The longer term problem of simply defending ourselves may be less obvious, but stems from this issue of the "good war" being fought as any war is fought. The details laid out may be no different than any other war we've fought, and today's soldiers fight more cleanly than their World War II counter-parts, but what is natural in war can be horrifying to read from the comfort of our homes.

What, I asked more than five years ago, is the price our troops and nation will pay for fighting under a microscope where civilians judge their actions too far removed from the fight? I wrote:

How do we get our military to win when human rights groups might get a hold of tapes that show fatal mistakes and even isolated crimes?

We want our troops to fight clean but when even a good war like World War II would be flyspecked in our day, how do we deal with all this recorded material and how do we bring our troops home with their heads held high over a war well fought and won?

I don't have any answers at the moment, but we need to think about how we will treat our soldiers when their every step in an inherently chaotic environment is scrutinized for errors or wrongdoing. Perhaps years after the events.

If we don't, our military won't fight for us. It will kill--such as in Kosovo when we face inferior enemies unable to strain our capabilities--but will it fight and struggle in a tough fight?

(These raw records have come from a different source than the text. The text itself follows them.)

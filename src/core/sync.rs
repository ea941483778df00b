//! Directory walking for sync jobs.

use crate::{error::EesError, map_err};
use ignore::IgnoreMatcher;
use std::path::{Path, PathBuf};

pub mod ignore;

/// The in-tree file defining ignore patterns for a sync root.
pub const IGNORE_FILE: &str = ".eesignore";

/// Load the ignore matcher for a sync root: the root's `.eesignore`
/// when present, the default set otherwise.
pub async fn load_matcher(root: &Path) -> Result<IgnoreMatcher, EesError> {
    let ignore_path = root.join(IGNORE_FILE);

    match tokio::fs::read_to_string(&ignore_path).await {
        Ok(content) => {
            let lines = content.lines().collect::<Vec<_>>();
            IgnoreMatcher::new(&lines)
        }
        Err(e) if e.kind() == std::io::ErrorKind::NotFound => Ok(IgnoreMatcher::default_set()),
        Err(e) => Err(crate::error::EesError::new(
            file!(),
            line!(),
            column!(),
            e.into(),
        )),
    }
}

/// Walk `root` and collect every file eligible for sync, honoring the
/// matcher. The result is sorted so progress is deterministic.
pub async fn collect_files(
    root: &Path,
    matcher: &IgnoreMatcher,
) -> Result<Vec<PathBuf>, EesError> {
    let mut files = Vec::new();
    let mut dirs = vec![root.to_path_buf()];

    while let Some(dir) = dirs.pop() {
        let mut entries = map_err!(tokio::fs::read_dir(&dir).await);

        while let Some(entry) = map_err!(entries.next_entry().await) {
            let path = entry.path();
            let rel = relative(root, &path);

            let file_type = map_err!(entry.file_type().await);

            if file_type.is_dir() {
                // Pruning is only sound without negations; a negated
                // pattern may un-ignore a descendant.
                if matcher.has_negations() || !matcher.is_ignored(&rel) {
                    dirs.push(path);
                }
                continue;
            }

            if !file_type.is_file() {
                continue;
            }

            if rel == IGNORE_FILE || matcher.is_ignored(&rel) {
                continue;
            }

            files.push(path);
        }
    }

    files.sort();
    Ok(files)
}

/// The `/` separated path of `path` relative to `root`.
pub fn relative(root: &Path, path: &Path) -> String {
    let rel = path.strip_prefix(root).unwrap_or(path);
    let rel = rel.to_string_lossy();

    if std::path::MAIN_SEPARATOR == '/' {
        rel.into_owned()
    } else {
        rel.replace(std::path::MAIN_SEPARATOR, "/")
    }
}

That isn't all that clear to me.
 
It still isn't clear to me how we cope with the problem I saw coming. Now that the problem has arrived in the form of thousands of first-hand accounts of battle and war, I don't think it is clear to our military or nation. Our troops fight more cleanly than virtually any other nation's army at war, and that includes past American armies. But we may find that faux human rights concerns aimed at our army--rather than armies and forces that truly kill and injure innocents as a matter of policy or indifference--will harm our ability to fight. And that won't be good for global human rights.
 
I'd say that this effect on our troops and ability to fight is collateral damage to WikiLeak's purported goal of transparency, but I'm pretty sure they hit their target.